Task brief :: The answer should be each line from the entries below that has the word "warn" in it.

Records for the task ::
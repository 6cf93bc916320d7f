use ir_core::export::SpritesheetOptions;
use ir_core::logging::{LogConfig, LogLevel};
use serde::{Deserialize, Serialize};
use std::fs;
use std::path::Path;

#[derive(Debug, Clone, PartialEq, Serialize, Deserialize)]
#[serde(default)]
pub struct Settings {
    /// Layer indices to render; all non-window layers when unset
    pub layers: Option<Vec<usize>>,
    pub spritesheet: SpritesheetOptions,
    /// Decoder log level (`off`, `error`, `warn`, `info`, `debug`, `trace`)
    pub log_level: String,
    /// Messages per second per log category
    pub log_rate_limit: usize,
    /// `render --diff` and `diff` fail when the mismatch exceeds this percentage
    pub fail_above_percent: Option<f64>,
}

impl Default for Settings {
    fn default() -> Self {
        Self {
            layers: None,
            spritesheet: SpritesheetOptions::default(),
            log_level: "off".to_string(),
            log_rate_limit: 60,
            fail_above_percent: None,
        }
    }
}

impl Settings {
    /// Load settings from `path`, falling back to defaults on error.
    pub fn load(path: &Path) -> Self {
        match fs::read_to_string(path) {
            Ok(contents) => match serde_json::from_str(&contents) {
                Ok(settings) => settings,
                Err(e) => {
                    log::warn!(
                        "Failed to parse {}: {}. Using defaults.",
                        path.display(),
                        e
                    );
                    Self::default()
                }
            },
            Err(e) => {
                log::warn!("Failed to read {}: {}. Using defaults.", path.display(), e);
                Self::default()
            }
        }
    }

    /// Apply the decoder log level and rate limit to the global `LogConfig`.
    pub fn apply_logging(&self) {
        let config = LogConfig::global();
        match LogLevel::from_str(&self.log_level) {
            Some(level) => config.set_global_level(level),
            None => log::warn!("Unknown log level '{}', keeping decoder logs off", self.log_level),
        }
        config.set_rate_limit(self.log_rate_limit);
    }

    /// Whether a diff percentage breaks the configured threshold.
    pub fn exceeds_threshold(&self, percent: f64) -> bool {
        self.fail_above_percent
            .map_or(false, |limit| percent > limit)
    }
}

Worked solution ::
    /// Decoder log level (`off`, `error`, `warn`, `info`, `debug`, `trace`)
                    log::warn!(
                log::warn!("Failed to read {}: {}. Using defaults.", path.display(), e);
            None => log::warn!("Unknown log level '{}', keeping decoder logs off", self.log_level),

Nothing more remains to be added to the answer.